### The input

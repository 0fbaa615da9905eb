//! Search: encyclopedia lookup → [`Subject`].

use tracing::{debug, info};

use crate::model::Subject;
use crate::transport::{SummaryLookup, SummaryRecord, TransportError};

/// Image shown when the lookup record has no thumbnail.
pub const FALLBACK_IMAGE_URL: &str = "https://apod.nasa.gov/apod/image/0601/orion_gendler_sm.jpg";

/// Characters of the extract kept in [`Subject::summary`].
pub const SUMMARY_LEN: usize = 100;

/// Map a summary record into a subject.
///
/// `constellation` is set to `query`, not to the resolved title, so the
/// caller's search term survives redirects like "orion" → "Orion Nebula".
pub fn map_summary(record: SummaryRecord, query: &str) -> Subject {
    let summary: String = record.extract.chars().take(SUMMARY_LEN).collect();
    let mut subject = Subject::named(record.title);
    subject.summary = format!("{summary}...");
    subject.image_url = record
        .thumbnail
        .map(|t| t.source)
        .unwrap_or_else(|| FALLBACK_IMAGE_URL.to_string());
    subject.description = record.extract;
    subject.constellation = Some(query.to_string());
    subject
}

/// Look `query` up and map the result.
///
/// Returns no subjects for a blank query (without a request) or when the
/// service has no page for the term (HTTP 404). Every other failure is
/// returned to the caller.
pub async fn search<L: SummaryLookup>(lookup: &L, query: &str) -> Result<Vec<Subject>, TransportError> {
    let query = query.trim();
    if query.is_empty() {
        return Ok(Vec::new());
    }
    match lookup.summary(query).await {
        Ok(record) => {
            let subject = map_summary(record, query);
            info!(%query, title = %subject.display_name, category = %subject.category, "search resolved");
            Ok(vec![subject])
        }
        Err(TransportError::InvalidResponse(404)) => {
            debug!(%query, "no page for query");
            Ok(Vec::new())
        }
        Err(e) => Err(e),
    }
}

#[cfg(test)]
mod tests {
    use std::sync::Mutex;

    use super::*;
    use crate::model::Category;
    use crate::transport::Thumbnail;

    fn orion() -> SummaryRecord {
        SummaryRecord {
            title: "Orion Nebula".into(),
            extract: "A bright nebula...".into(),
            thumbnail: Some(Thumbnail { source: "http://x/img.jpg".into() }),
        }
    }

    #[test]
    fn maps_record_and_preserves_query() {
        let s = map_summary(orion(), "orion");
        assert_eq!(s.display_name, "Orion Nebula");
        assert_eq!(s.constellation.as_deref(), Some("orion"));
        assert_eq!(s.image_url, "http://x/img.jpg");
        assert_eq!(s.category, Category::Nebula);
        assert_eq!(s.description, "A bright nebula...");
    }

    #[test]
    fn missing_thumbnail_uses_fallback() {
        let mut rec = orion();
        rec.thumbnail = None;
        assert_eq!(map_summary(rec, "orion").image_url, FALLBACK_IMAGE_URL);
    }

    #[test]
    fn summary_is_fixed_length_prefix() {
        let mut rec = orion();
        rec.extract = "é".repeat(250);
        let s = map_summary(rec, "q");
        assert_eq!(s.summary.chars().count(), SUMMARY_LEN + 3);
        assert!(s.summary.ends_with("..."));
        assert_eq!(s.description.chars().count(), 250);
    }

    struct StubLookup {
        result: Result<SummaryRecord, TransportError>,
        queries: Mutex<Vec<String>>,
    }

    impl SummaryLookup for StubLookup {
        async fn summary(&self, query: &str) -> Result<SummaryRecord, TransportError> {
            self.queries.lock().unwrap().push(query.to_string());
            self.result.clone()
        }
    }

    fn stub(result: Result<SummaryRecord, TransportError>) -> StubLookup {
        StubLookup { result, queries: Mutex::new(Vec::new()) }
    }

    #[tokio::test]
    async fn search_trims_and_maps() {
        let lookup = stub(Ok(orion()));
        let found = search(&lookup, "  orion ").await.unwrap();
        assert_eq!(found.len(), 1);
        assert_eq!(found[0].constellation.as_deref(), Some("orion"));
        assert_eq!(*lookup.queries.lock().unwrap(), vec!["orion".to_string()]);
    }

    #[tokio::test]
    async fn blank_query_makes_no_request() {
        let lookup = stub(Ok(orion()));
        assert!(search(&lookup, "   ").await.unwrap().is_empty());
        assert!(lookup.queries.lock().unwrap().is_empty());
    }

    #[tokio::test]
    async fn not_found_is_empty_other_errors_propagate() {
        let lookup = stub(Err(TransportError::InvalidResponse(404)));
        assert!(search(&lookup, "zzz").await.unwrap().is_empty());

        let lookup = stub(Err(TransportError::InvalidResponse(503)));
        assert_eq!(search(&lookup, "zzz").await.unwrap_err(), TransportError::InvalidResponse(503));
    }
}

### Task details
Word for word, return the entire listing above.

### Solution
repository 0fbaa615da9905eb
//! Search: encyclopedia lookup → [`Subject`].

use tracing::{debug, info};

use crate::model::Subject;
use crate::transport::{SummaryLookup, SummaryRecord, TransportError};

/// Image shown when the lookup record has no thumbnail.
pub const FALLBACK_IMAGE_URL: &str = "https://apod.nasa.gov/apod/image/0601/orion_gendler_sm.jpg";

/// Characters of the extract kept in [`Subject::summary`].
pub const SUMMARY_LEN: usize = 100;

/// Map a summary record into a subject.
///
/// `constellation` is set to `query`, not to the resolved title, so the
/// caller's search term survives redirects like "orion" → "Orion Nebula".
pub fn map_summary(record: SummaryRecord, query: &str) -> Subject {
    let summary: String = record.extract.chars().take(SUMMARY_LEN).collect();
    let mut subject = Subject::named(record.title);
    subject.summary = format!("{summary}...");
    subject.image_url = record
        .thumbnail
        .map(|t| t.source)
        .unwrap_or_else(|| FALLBACK_IMAGE_URL.to_string());
    subject.description = record.extract;
    subject.constellation = Some(query.to_string());
    subject
}

/// Look `query` up and map the result.
///
/// Returns no subjects for a blank query (without a request) or when the
/// service has no page for the term (HTTP 404). Every other failure is
/// returned to the caller.
pub async fn search<L: SummaryLookup>(lookup: &L, query: &str) -> Result<Vec<Subject>, TransportError> {
    let query = query.trim();
    if query.is_empty() {
        return Ok(Vec::new());
    }
    match lookup.summary(query).await {
        Ok(record) => {
            let subject = map_summary(record, query);
            info!(%query, title = %subject.display_name, category = %subject.category, "search resolved");
            Ok(vec![subject])
        }
        Err(TransportError::InvalidResponse(404)) => {
            debug!(%query, "no page for query");
            Ok(Vec::new())
        }
        Err(e) => Err(e),
    }
}

#[cfg(test)]
mod tests {
    use std::sync::Mutex;

    use super::*;
    use crate::model::Category;
    use crate::transport::Thumbnail;

    fn orion() -> SummaryRecord {
        SummaryRecord {
            title: "Orion Nebula".into(),
            extract: "A bright nebula...".into(),
            thumbnail: Some(Thumbnail { source: "http://x/img.jpg".into() }),
        }
    }

    #[test]
    fn maps_record_and_preserves_query() {
        let s = map_summary(orion(), "orion");
        assert_eq!(s.display_name, "Orion Nebula");
        assert_eq!(s.constellation.as_deref(), Some("orion"));
        assert_eq!(s.image_url, "http://x/img.jpg");
        assert_eq!(s.category, Category::Nebula);
        assert_eq!(s.description, "A bright nebula...");
    }

    #[test]
    fn missing_thumbnail_uses_fallback() {
        let mut rec = orion();
        rec.thumbnail = None;
        assert_eq!(map_summary(rec, "orion").image_url, FALLBACK_IMAGE_URL);
    }

    #[test]
    fn summary_is_fixed_length_prefix() {
        let mut rec = orion();
        rec.extract = "é".repeat(250);
        let s = map_summary(rec, "q");
        assert_eq!(s.summary.chars().count(), SUMMARY_LEN + 3);
        assert!(s.summary.ends_with("..."));
        assert_eq!(s.description.chars().count(), 250);
    }

    struct StubLookup {
        result: Result<SummaryRecord, TransportError>,
        queries: Mutex<Vec<String>>,
    }

    impl SummaryLookup for StubLookup {
        async fn summary(&self, query: &str) -> Result<SummaryRecord, TransportError> {
            self.queries.lock().unwrap().push(query.to_string());
            self.result.clone()
        }
    }

    fn stub(result: Result<SummaryRecord, TransportError>) -> StubLookup {
        StubLookup { result, queries: Mutex::new(Vec::new()) }
    }

    #[tokio::test]
    async fn search_trims_and_maps() {
        let lookup = stub(Ok(orion()));
        let found = search(&lookup, "  orion ").await.unwrap();
        assert_eq!(found.len(), 1);
        assert_eq!(found[0].constellation.as_deref(), Some("orion"));
        assert_eq!(*lookup.queries.lock().unwrap(), vec!["orion".to_string()]);
    }

    #[tokio::test]
    async fn blank_query_makes_no_request() {
        let lookup = stub(Ok(orion()));
        assert!(search(&lookup, "   ").await.unwrap().is_empty());
        assert!(lookup.queries.lock().unwrap().is_empty());
    }

    #[tokio::test]
    async fn not_found_is_empty_other_errors_propagate() {
        let lookup = stub(Err(TransportError::InvalidResponse(404)));
        assert!(search(&lookup, "zzz").await.unwrap().is_empty());

        let lookup = stub(Err(TransportError::InvalidResponse(503)));
        assert_eq!(search(&lookup, "zzz").await.unwrap_err(), TransportError::InvalidResponse(503));
    }
}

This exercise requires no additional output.